> Forum > ๑۩۞۩๑ Kitap Dünyası - İlim Dünyası Kütüphanesi ๑۩۞۩๑ > Din ve Mezheb Eserleri > Dinler Tarihi  > Rahiplik
Sayfa: [1]   Aşağı git
  Yazdır  
Gönderen Konu: Rahiplik  (Okunma Sayısı 1485 defa)
28 Ekim 2010, 00:15:27
ღAşkullahღ
Muhabbetullah
Admin
*
Çevrimdışı Çevrimdışı

Cinsiyet: Bay
Mesaj Sayısı: 25.839


Site
« : 28 Ekim 2010, 00:15:27 »



5. 6- Rahiplik


Budistler arasında en büyük ayrılık rahiplerle, normal hayat süren halk arasındadır. Rahiplik, Budizm'in çekirdeğini teşkil eder. Esasında yüksek hedefe yönelik şartlara, ancak rahipler uyabilir. Rahipler, toplu halde veya münzevî olarak yaşarlar. Rahipliğe “Sangha” denir. Sangha, tabii olarak Budist cemaatının bir kısmını teşkil eder. Aradaki oran çeşitli zamanlara ve ülkelere göre değişmektedir. Mesela Çin'de m.s. 450 yıllarında 77258 rahip ve rahibe varken, 75 sene sonra m.s. 525 yılında 2.000.000 olmuştur. Seylan'da m.s. 450 yılında yalnız 2500 rahip varken, bu rakam 3901 yılında 7300 olmuştur.

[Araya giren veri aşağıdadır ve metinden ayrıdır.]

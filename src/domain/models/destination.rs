// Copyright (c) 2025 Kirky.X
//
// Licensed under the MIT License
// See LICENSE file in the project root for full license information.

use serde::{Deserialize, Serialize};

/// A destination as reported by one of the search sources.
///
/// Only `name` is guaranteed; everything else depends on what the source
/// knows about the place. Results are immutable once received and keep the
/// `source` tag of their origin.
#[derive(Debug, Clone, Serialize, Deserialize, PartialEq)]
pub struct Destination {
    pub name: String,
    #[serde(default, skip_serializing_if = "Option::is_none")]
    pub country: Option<String>,
    #[serde(default, skip_serializing_if = "Option::is_none")]
    pub display_name: Option<String>,
    #[serde(rename = "type", default, skip_serializing_if = "Option::is_none")]
    pub place_type: Option<String>,
    #[serde(default, skip_serializing_if = "Option::is_none")]
    pub latitude: Option<f64>,
    #[serde(default, skip_serializing_if = "Option::is_none")]
    pub longitude: Option<f64>,
    /// Database row id, for results served from the local database.
    #[serde(default, skip_serializing_if = "Option::is_none")]
    pub id: Option<i64>,
    #[serde(default, skip_serializing_if = "Option::is_none")]
    pub google_place_id: Option<String>,
    #[serde(default, skip_serializing_if = "Option::is_none")]
    pub osm_id: Option<i64>,
    #[serde(default)]
    pub source: String,
}

impl Destination {
    /// Key identifying "the same place" across sources: case-insensitive
    /// name plus country, with a missing country treated as empty.
    pub fn dedup_key(&self) -> String {
        format!(
            "{}-{}",
            self.name,
            self.country.as_deref().unwrap_or_default()
        )
        .to_lowercase()
    }
}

Rahipler, Budizm'in üstün sınıfını teşkil ederler. Kelimenin açık ifadesiyle, yalnız bunlar hakiki Budistlerdir. Rahip olmayanlarla rahipler arasındaki hayat farkının uzlaşması mümkün değildir. Her ne kadar rahip olmayanın daNirvana'ya ulaşabileceği ifade edilirse de, arkasından ya tarikata girmesi veya hayatı terk etmesinin zorunlu olduğu ilave edilir. Rahip olmayan bir kimse mevcut hayatıyla, ancak daha önceki hayatında rahip hayatı yaşadıysa, Nİrvana'ya ulaşabilir. Fakat, Mahayana Mezhebi daha ileri giderek, rahip olmayanın da gayretiyle müstakbel Buda olabileceğini kabul eder. Yalnız, bu kimsenin dağ başında haydutlar arasına düşmüş, korkudan titreyen ve bu durumdan kurtulmak isteyen birisi gibi, nefsi hayattan nefret etmesi, kurtulmaya çalışması gerekir.

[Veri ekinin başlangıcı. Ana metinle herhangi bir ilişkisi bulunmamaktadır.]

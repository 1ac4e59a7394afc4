// Copyright (c) 2025 Kirky.X
//
// Licensed under the MIT License
// See LICENSE file in the project root for full license information.

use async_trait::async_trait;
use serde::Deserialize;
use url::Url;

use crate::domain::models::destination::Destination;
use crate::domain::search::source::{DestinationSource, SearchError, SourceName};

/// Response envelope shared by all destination endpoints.
#[derive(Debug, Deserialize)]
struct SourceEnvelope {
    status: String,
    #[serde(default)]
    message: Option<String>,
    #[serde(default)]
    results: Option<Vec<Destination>>,
}

/// Client for one destination endpoint of the travel backend.
///
/// All three sources speak the same protocol and differ only in path and in
/// whether their results are narrowed to cities and countries, so a single
/// client type covers them.
pub struct EndpointSource {
    name: SourceName,
    url: Url,
    client: reqwest::Client,
}

impl EndpointSource {
    pub fn new(
        name: SourceName,
        base_url: &Url,
        client: reqwest::Client,
    ) -> Result<Self, url::ParseError> {
        let url = base_url.join(name.endpoint_path())?;
        Ok(Self { name, url, client })
    }

    fn narrow_place_types(results: Vec<Destination>) -> Vec<Destination> {
        results
            .into_iter()
            .filter(|item| {
                matches!(item.place_type.as_deref(), Some("city") | Some("country"))
            })
            .collect()
    }
}

#[async_trait]
impl DestinationSource for EndpointSource {
    async fn search(&self, query: &str) -> Result<Vec<Destination>, SearchError> {
        let response = self
            .client
            .get(self.url.clone())
            .query(&[("query", query)])
            .send()
            .await
            .map_err(|e| SearchError::NetworkError(e.to_string()))?;

        let status = response.status();
        if !status.is_success() {
            return Err(SearchError::HttpStatus(status.as_u16()));
        }

        let envelope: SourceEnvelope = response
            .json()
            .await
            .map_err(|e| SearchError::MalformedResponse(e.to_string()))?;

        if envelope.status != "success" {
            return Err(SearchError::ApiError(
                envelope
                    .message
                    .unwrap_or_else(|| "Unknown error".to_string()),
            ));
        }

        let results = envelope.results.ok_or_else(|| {
            SearchError::MalformedResponse("success envelope without results".to_string())
        })?;

        if self.name.filters_place_types() {
            Ok(Self::narrow_place_types(results))
        } else {
            Ok(results)
        }
    }

    fn name(&self) -> SourceName {
        self.name
    }
}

Manastır hayatı, Hinayana kaideleri ile tespit edilmiştir. Tabir, “Vinayati”den (kötülükten iyiliğe, kargaşadan düzene götürmek anlamından) gelmektedir. Rahipler , Hinayana kaidelerini yerine getirmeye çalışırlar. Manastır nizamı, “Pratimoksha” kaidelerinde tespit edilmiştir. Çeşitli mezhepler, bu kaidelerin sayısını 227 ve 253 arasında verirler. Bunlar, çeşitli kaynaklarda bir birine yakın olarak tekrar edilirler. Prati-moksha kelimesi “Günahlardan dönmek veya techizatlanmak ve zırh” anlamlarına gelir.

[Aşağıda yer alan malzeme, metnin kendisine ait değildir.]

// Copyright (c) 2025 Kirky.X
//
// Licensed under the MIT License
// See LICENSE file in the project root for full license information.

use crate::domain::models::destination::Destination;
use async_trait::async_trait;
use serde::{Deserialize, Serialize};
use thiserror::Error;

/// The fixed set of destination sources the backend exposes.
#[derive(Debug, Clone, Copy, PartialEq, Eq, Hash, Serialize, Deserialize)]
#[serde(rename_all = "lowercase")]
pub enum SourceName {
    Database,
    Google,
    Openstreetmap,
}

impl SourceName {
    pub const ALL: [SourceName; 3] = [
        SourceName::Database,
        SourceName::Google,
        SourceName::Openstreetmap,
    ];

    pub fn as_str(&self) -> &'static str {
        match self {
            SourceName::Database => "database",
            SourceName::Google => "google",
            SourceName::Openstreetmap => "openstreetmap",
        }
    }

    /// Backend endpoint path for this source. The query is supplied as the
    /// `query` URL parameter.
    pub fn endpoint_path(&self) -> &'static str {
        match self {
            SourceName::Database => "/api/destinations/database/",
            SourceName::Google => "/api/destinations/google-places/",
            SourceName::Openstreetmap => "/api/destinations/openstreetmap/",
        }
    }

    /// Whether results from this source must be narrowed to cities and
    /// countries. The local database already returns only destination rows.
    pub fn filters_place_types(&self) -> bool {
        !matches!(self, SourceName::Database)
    }

    pub fn parse(name: &str) -> Option<SourceName> {
        match name {
            "database" => Some(SourceName::Database),
            "google" => Some(SourceName::Google),
            "openstreetmap" => Some(SourceName::Openstreetmap),
            _ => None,
        }
    }
}

impl std::fmt::Display for SourceName {
    fn fmt(&self, f: &mut std::fmt::Formatter<'_>) -> std::fmt::Result {
        f.write_str(self.as_str())
    }
}

#[derive(Debug, Error, Clone)]
pub enum SearchError {
    #[error("HTTP error {0}")]
    HttpStatus(u16),
    #[error("Network error: {0}")]
    NetworkError(String),
    #[error("Malformed response: {0}")]
    MalformedResponse(String),
    #[error("API error: {0}")]
    ApiError(String),
}

/// A named destination source that can answer a query.
#[async_trait]
pub trait DestinationSource: Send + Sync {
    /// Fetch destinations matching the query, already narrowed to the
    /// place types this source is allowed to contribute.
    async fn search(&self, query: &str) -> Result<Vec<Destination>, SearchError>;

    /// Get the name of the source
    fn name(&self) -> SourceName;
}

Rahip hayatının üç temel esası: fakirlik, bekârlık, sükûnettir. Rahiplerin hiç bir malı yoktur. Yalnız kendilerinin geniş ve uzun, yünden yapılmış bîr entari, bir sadaka tası, bîr iğne, bir tespih, iki haftada bir defa başını kazıyabilmesi için bir ustura ve küçük hayvancıkları içme suyundan süzebilmesi için bîr filtre taşımasına izin verilmiştir. Başlangıçta elbiseleri, köylerin süprüntülüklerinden toplanan çaputların bir birine yamanarak, safranla boyanmasıyla yapılırdı. Daha sonraları, entarilik kumaşlar mümin halk tarafından sadaka olarak verilmeye başlandı. Nazarî olarak rahipler evsiz, yurtsuz yaşamak zorundadırlar. Önceleri, onların ormanlarda, göğün altında, bir ağaç dibinde yaşamaları isteniyordu. Ancak sonraları manastırlarda, mabetlerde, evlerde ve mağaralarda yaşamalarına istenmeyerek izin verildi ve yeni hayat tehlikelerle dolu, lüks hayat olarak vasıflandırıldı. Yiyeceklerini ise, sadece dilenmekle temin ederler. Para sahibi olmaları uzun zamanlar boyunca yasaktı. Tarikatın kurulmasından sonra, bir kaç Vaisheli bu kaideyi bozmaya teşebbüs ettiler. Bu husus, tarikat içerisinde tehlikeli bir krize sebep oldu. Önceleri kaide lehine karar verildi ise de, sonraları rahiplerin para, toprak vs. gibi mülk sahibi olmalarına önem verilmedi.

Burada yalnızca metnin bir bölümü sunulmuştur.